(Information given Opens)

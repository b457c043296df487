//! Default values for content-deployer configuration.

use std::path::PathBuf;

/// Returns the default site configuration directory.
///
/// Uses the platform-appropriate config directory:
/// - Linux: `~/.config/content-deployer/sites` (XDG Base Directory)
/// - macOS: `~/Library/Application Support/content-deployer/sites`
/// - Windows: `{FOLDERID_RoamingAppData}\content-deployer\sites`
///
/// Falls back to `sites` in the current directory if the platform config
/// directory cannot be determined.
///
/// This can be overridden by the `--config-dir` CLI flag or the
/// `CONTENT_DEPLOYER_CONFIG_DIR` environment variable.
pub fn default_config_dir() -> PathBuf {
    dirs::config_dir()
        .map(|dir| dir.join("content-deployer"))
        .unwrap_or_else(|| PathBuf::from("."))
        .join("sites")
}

(Information given Closes)
(Information given Opens)

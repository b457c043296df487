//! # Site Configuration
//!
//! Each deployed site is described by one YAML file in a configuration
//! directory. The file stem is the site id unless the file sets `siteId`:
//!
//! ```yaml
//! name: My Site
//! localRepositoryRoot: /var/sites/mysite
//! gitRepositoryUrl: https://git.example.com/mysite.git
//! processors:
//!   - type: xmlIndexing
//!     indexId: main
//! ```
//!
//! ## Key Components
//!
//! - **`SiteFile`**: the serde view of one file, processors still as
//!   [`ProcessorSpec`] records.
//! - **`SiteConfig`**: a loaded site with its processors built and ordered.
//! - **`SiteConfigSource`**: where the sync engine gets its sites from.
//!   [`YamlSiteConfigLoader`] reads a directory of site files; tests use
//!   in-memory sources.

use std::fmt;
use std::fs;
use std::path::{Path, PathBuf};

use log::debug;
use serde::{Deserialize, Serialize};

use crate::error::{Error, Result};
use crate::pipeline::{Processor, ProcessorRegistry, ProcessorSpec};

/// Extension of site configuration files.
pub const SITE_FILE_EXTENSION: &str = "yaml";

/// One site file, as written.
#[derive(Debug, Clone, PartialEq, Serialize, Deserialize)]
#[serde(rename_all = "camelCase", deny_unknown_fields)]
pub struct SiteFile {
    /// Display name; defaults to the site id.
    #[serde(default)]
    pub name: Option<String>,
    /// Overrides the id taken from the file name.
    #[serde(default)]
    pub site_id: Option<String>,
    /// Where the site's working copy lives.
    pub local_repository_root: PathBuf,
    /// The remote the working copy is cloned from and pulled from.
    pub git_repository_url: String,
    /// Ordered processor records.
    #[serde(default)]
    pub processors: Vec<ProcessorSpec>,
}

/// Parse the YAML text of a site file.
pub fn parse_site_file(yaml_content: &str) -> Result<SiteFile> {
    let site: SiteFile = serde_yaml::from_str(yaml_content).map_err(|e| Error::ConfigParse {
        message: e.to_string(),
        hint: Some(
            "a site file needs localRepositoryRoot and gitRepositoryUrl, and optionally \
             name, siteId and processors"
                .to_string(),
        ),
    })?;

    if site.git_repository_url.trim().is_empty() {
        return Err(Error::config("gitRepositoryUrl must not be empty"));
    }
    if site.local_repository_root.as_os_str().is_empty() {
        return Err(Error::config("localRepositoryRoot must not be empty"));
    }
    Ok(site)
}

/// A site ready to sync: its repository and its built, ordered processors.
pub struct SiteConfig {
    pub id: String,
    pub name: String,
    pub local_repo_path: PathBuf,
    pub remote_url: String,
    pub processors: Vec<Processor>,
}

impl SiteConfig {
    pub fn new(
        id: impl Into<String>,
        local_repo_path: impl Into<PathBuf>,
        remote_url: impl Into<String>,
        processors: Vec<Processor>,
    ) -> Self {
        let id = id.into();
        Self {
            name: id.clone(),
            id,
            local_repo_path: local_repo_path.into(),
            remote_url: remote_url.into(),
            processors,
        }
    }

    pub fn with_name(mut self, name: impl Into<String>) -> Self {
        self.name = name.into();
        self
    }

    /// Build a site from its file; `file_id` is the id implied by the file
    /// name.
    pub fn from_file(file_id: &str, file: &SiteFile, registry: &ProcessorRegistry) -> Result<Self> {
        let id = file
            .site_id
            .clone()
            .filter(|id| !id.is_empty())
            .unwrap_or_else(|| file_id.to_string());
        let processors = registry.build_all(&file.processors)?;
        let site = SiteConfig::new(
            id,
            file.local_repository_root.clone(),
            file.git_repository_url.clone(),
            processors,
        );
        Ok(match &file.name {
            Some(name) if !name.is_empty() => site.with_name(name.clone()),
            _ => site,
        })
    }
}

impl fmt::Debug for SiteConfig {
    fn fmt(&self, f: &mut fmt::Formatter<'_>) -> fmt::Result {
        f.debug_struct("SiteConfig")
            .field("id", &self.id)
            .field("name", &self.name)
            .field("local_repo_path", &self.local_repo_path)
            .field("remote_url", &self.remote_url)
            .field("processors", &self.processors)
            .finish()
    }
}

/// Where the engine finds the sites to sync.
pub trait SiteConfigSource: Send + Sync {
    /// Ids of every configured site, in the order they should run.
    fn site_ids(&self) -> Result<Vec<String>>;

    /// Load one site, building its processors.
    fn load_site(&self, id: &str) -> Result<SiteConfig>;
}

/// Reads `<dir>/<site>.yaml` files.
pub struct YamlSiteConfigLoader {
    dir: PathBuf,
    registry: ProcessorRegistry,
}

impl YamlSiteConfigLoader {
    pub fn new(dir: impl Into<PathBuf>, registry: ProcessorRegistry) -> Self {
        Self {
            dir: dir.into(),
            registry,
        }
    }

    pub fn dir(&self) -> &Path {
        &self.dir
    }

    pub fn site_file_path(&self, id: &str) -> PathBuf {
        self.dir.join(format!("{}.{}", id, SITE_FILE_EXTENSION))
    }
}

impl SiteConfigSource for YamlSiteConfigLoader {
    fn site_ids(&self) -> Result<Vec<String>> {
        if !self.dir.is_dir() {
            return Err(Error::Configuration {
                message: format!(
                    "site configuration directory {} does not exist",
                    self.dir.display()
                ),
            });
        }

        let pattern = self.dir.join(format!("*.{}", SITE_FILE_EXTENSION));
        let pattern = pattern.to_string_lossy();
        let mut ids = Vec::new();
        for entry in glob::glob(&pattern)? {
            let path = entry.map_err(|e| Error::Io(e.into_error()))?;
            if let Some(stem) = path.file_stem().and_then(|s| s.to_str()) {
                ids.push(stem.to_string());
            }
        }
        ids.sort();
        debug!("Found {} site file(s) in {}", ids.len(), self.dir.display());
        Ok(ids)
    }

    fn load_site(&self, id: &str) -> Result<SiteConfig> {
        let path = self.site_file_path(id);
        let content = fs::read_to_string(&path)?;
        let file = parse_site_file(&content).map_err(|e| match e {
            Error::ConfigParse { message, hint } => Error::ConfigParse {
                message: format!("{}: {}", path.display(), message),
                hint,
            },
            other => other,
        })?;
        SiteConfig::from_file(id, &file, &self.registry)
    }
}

(Information given Closes)

[Work required] Looking at the records, report the number of lines that hold the string "crate", with no other text.

[Completed exercise] 2